Ein CAD-Modell der Konstruktion wurde von der Meyer Werft GmbH zur Verfügung gestellt und an der Forschungsstelle vernetzt. Die Fertigung der Schiffssektion ist in drei Fertigungsschritte unterteilt, Abbildung 2. Im ersten werden die 24 Deckbalken mittels Laserstrahl-MAG-Hybridschweißen gefügt. Der zweite Fertigungsschritt beinhaltet das Fügen der Unterzüge sowie der Rahmenbalken mittels beidseitigem MAG-Schweißen. Im letzten Fertigungsschritt werden die Kleinteile und die Wände auf die Grundplatte gefügt. Auch hier kommt beidseitig MAG-Schweißen zum Einsatz. Nach jedem Fertigungsschritt wurde die Struktur vermessen und die Verzüge in Längs- und Querrichtung experimentell bestimmt.

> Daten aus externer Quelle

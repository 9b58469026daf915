use chrono::{DateTime, NaiveDate, Utc};

/// Source of the current time
///
/// Week boundaries are computed on local calendar dates, which is why this exposes `today` on top
/// of `now`.
#[mockall::automock]
pub trait ClockPort: Send + Sync {
    fn now(&self) -> DateTime<Utc>;
    /// Local calendar date
    fn today(&self) -> NaiveDate;
}
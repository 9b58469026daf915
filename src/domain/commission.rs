//! Binary commission arithmetic for the weekly close.
//!
//! Everything here is pure: the close command gathers the inputs from the directory and
//! membership services, and these functions decide what happens to a pending row.

use chrono::{DateTime, Utc};
use rust_decimal::{Decimal, RoundingStrategy};
use rust_decimal_macros::dec;
use serde_json::json;

use super::{
    volume_limit::{effective_volume, VolumeLimit},
    to_metadata, Metadata, Side, WeeklyVolume,
};

/// Why a pending row is cancelled instead of paid
#[derive(Debug, Clone, Copy, PartialEq, Eq)]
pub enum Ineligibility {
    InactiveMembership,
    NoActiveLegs,
    NoActiveLeftLeg,
    NoActiveRightLeg,
}

impl Ineligibility {
    /// Gate on leg occupancy, once the membership is known to be active
    pub fn from_legs(has_left: bool, has_right: bool) -> Option<Self> {
        match (has_left, has_right) {
            (true, true) => None,
            (false, false) => Some(Ineligibility::NoActiveLegs),
            (false, true) => Some(Ineligibility::NoActiveLeftLeg),
            (true, false) => Some(Ineligibility::NoActiveRightLeg),
        }
    }

    pub fn reason(&self) -> &'static str {
        match self {
            Ineligibility::InactiveMembership => "inactive membership",
            Ineligibility::NoActiveLegs => "no active direct on either leg",
            Ineligibility::NoActiveLeftLeg => "no active direct on the left leg",
            Ineligibility::NoActiveRightLeg => "no active direct on the right leg",
        }
    }
}

/// Outcome of paying a row on its weaker leg
#[derive(Debug, Clone, PartialEq)]
pub struct Settlement {
    pub selected_side: Side,
    pub stronger_side: Side,
    /// Volume of the weaker leg before any cap
    pub raw_volume: Decimal,
    pub stronger_volume: Decimal,
    pub limit: VolumeLimit,
    pub active_directs: u32,
    pub commission_percentage: Decimal,
    pub commission: Decimal,
    /// Unpaid excess of the stronger leg, moved to the next week
    pub carry: Decimal,
}

/// `effective × percentage / 100`, kept at two decimal places
pub fn commission_amount(effective: Decimal, percentage: Decimal) -> Decimal {
    (effective * percentage / dec!(100))
        .round_dp_with_strategy(2, RoundingStrategy::MidpointAwayFromZero)
}

/// Compute the payment for a row, or `None` when both legs hold the same volume
pub fn settle(
    row: &WeeklyVolume,
    active_directs: u32,
    commission_percentage: Decimal,
) -> Option<Settlement> {
    let selected_side = row.weaker_side()?;
    let stronger_side = selected_side.other();
    let raw_volume = row.volume(selected_side);
    let stronger_volume = row.volume(stronger_side);
    let limit = effective_volume(raw_volume, active_directs);
    let commission = commission_amount(limit.effective_volume, commission_percentage);

    Some(Settlement {
        selected_side,
        stronger_side,
        raw_volume,
        stronger_volume,
        limit,
        active_directs,
        commission_percentage,
        commission,
        carry: (stronger_volume - raw_volume).max(Decimal::ZERO),
    })
}

/// Metadata stored on a processed row
pub fn processed_metadata(row: &WeeklyVolume, s: &Settlement, now: DateTime<Utc>) -> Metadata {
    to_metadata(json!({
        "reason": "binary commission processed",
        "processedAt": now.date_naive(),
        "leftVolume": row.left_volume(),
        "rightVolume": row.right_volume(),
        "commissionProcessed": s.commission,
        "commissionPercentage": s.commission_percentage,
        "directsCount": s.active_directs,
        "effectiveVolume": s.limit.effective_volume,
        "originalVolume": s.raw_volume,
        "limitApplied": s.limit.limit_applied,
        "limitDescription": s.limit.limit_description,
        "carryOver": s.carry,
        "carryOverSide": s.stronger_side,
    }))
}

/// Metadata stored on a row whose legs were equal
pub fn balanced_metadata(row: &WeeklyVolume, now: DateTime<Utc>) -> Metadata {
    to_metadata(json!({
        "reason": "legs are balanced, no weaker leg to pay",
        "processedAt": now.date_naive(),
        "leftVolume": row.left_volume(),
        "rightVolume": row.right_volume(),
        "commissionProcessed": Decimal::ZERO,
    }))
}

/// Metadata stored on a cancelled row
pub fn cancelled_metadata(
    row: &WeeklyVolume,
    ineligibility: Ineligibility,
    now: DateTime<Utc>,
) -> Metadata {
    to_metadata(json!({
        "reason": ineligibility.reason(),
        "processedAt": now.date_naive(),
        "leftVolume": row.left_volume(),
        "rightVolume": row.right_volume(),
    }))
}

/// Metadata stored on the commission transaction
pub fn transaction_metadata(row: &WeeklyVolume, s: &Settlement) -> Metadata {
    to_metadata(json!({
        "weekStartDate": row.week.start(),
        "weekEndDate": row.week.end(),
        "leftVolume": row.left_volume(),
        "rightVolume": row.right_volume(),
        "selectedSide": s.selected_side,
        "commissionPercentage": s.commission_percentage,
        "directsActive": s.active_directs,
        "effectiveVolume": s.limit.effective_volume,
        "originalLowerVolume": s.raw_volume,
        "volumeLimitApplied": s.limit.limit_applied,
        "volumeLimitDescription": s.limit.limit_description,
    }))
}

#[cfg(test)]
mod tests {
    use super::*;
    use crate::domain::{UserProfile, Week};
    use chrono::NaiveDate;
    use rstest::*;
    use speculoos::prelude::*;
    use uuid::Uuid;

    fn row(left: Decimal, right: Decimal) -> WeeklyVolume {
        let profile = UserProfile::new(Uuid::new_v4(), "user@example.com", None);
        let week = Week::containing(NaiveDate::from_ymd_opt(2024, 6, 12).unwrap());
        let mut row = WeeklyVolume::new(&profile, week, Metadata::new(), Utc::now());
        row.add(Side::Left, left).unwrap();
        row.add(Side::Right, right).unwrap();
        row
    }

    #[test]
    fn test_settle_pays_weaker_leg_and_carries_difference() {
        let res = settle(&row(dec!(800), dec!(500)), 0, dec!(10));

        assert_that!(res).is_some().matches(|s| {
            s.selected_side == Side::Right
                && s.stronger_side == Side::Left
                && s.commission == dec!(50)
                && s.carry == dec!(300)
        });
    }

    #[test]
    fn test_settle_applies_volume_cap() {
        let res = settle(&row(dec!(400000), dec!(300000)), 5, dec!(12)).unwrap();

        assert_that!(res.limit.effective_volume).is_equal_to(dec!(250000));
        assert_that!(res.limit.limit_applied).is_true();
        assert_that!(res.commission).is_equal_to(dec!(30000));
        // The cap only limits what is paid, the carry still uses raw volumes
        assert_that!(res.carry).is_equal_to(dec!(100000));
    }

    #[test]
    fn test_settle_balanced_legs() {
        assert_that!(settle(&row(dec!(70), dec!(70)), 3, dec!(10))).is_none();
    }

    #[rstest]
    #[case(dec!(333.33), dec!(7.5), dec!(25.00))]
    #[case(dec!(1), dec!(0.5), dec!(0.01))]
    #[case(dec!(0), dec!(10), dec!(0))]
    fn test_commission_amount_rounding(
        #[case] effective: Decimal,
        #[case] percentage: Decimal,
        #[case] expected: Decimal,
    ) {
        assert_that!(commission_amount(effective, percentage)).is_equal_to(expected);
    }

    #[rstest]
    #[case(true, true, None)]
    #[case(false, false, Some(Ineligibility::NoActiveLegs))]
    #[case(false, true, Some(Ineligibility::NoActiveLeftLeg))]
    #[case(true, false, Some(Ineligibility::NoActiveRightLeg))]
    fn test_ineligibility_from_legs(
        #[case] left: bool,
        #[case] right: bool,
        #[case] expected: Option<Ineligibility>,
    ) {
        assert_that!(Ineligibility::from_legs(left, right)).is_equal_to(expected);
    }

    #[test]
    fn test_metadata_records_limit() {
        let row = row(dec!(20000), dec!(15000));
        let settlement = settle(&row, 2, dec!(10)).unwrap();
        let metadata = processed_metadata(&row, &settlement, Utc::now());

        assert_that!(metadata.get("limitApplied")).is_equal_to(Some(&json!(true)));
        assert_that!(metadata.get("directsCount")).is_equal_to(Some(&json!(2)));
    }
}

Die berechneten Endverzüge der Schiffssektion, unter Berücksichtigung der unternehmensinternen Schweißanweisungen, stimmen qualitativ mit den erwarteten Verzügen überein, Abbildung 3. Die Verzüge entlang der Seitenränder des Decks wurden experimentell ermittelten Verzügen gegenübergestellt. Es ergab sich quantitative Übereinstimmung in einer sehr guten Näherung, Abbildung 4.



Die CPU-Rechenzeit der numerischen Berechnung an den Großstrukturen betrug in jedem Fall weniger als 10 min pro Fertigungsschritt (4.Kerne-PC). Die Netzerstellung gestaltet sich ebenfalls wesentlich einfacher als bei einer durchgehenden thermomechanischen Schweißsimulation, da der extrem feinvernetzte nahtnahe Bereich sowie die zeitliche Diskretisierung entfällt. Das Modell wurde mit ca. 200 000 Schalenelementen vernetzt und die Verformungen mit jeweils einem Lastschritt berechnet.
Durch den stark reduzierten Modellierungs- und Berechnungsaufwand und die für die Praxis ausreichende Genauigkeit ist das Nutzungspotenzial für die industriellen Anwender inklusive den KMU sehr hoch. Das Modell bietet die Möglichkeit, die Schweißverzugssimulation in der Praxis einzusetzen und diverse Fertigungsschritte bzw. Fertigungsszenerien bereits in der Produktplanung zu analysieren und aus Sicht des Schweißverzugs das Optimum zu bestimmen.
Sind bereits CAD-Modelle der Konstruktionen vorhanden, können diese für die Vernetzung und die anschließende Berechnung der Schweißverformungen genutzt werden. Bestehen bereits vernetzte Modelle, bspw. aus mechanischen Analysen oder Umformsimulationen, gibt es die Möglichkeit, diese direkt für die Anwendung des gekoppelten Hybridmodells zu nutzen.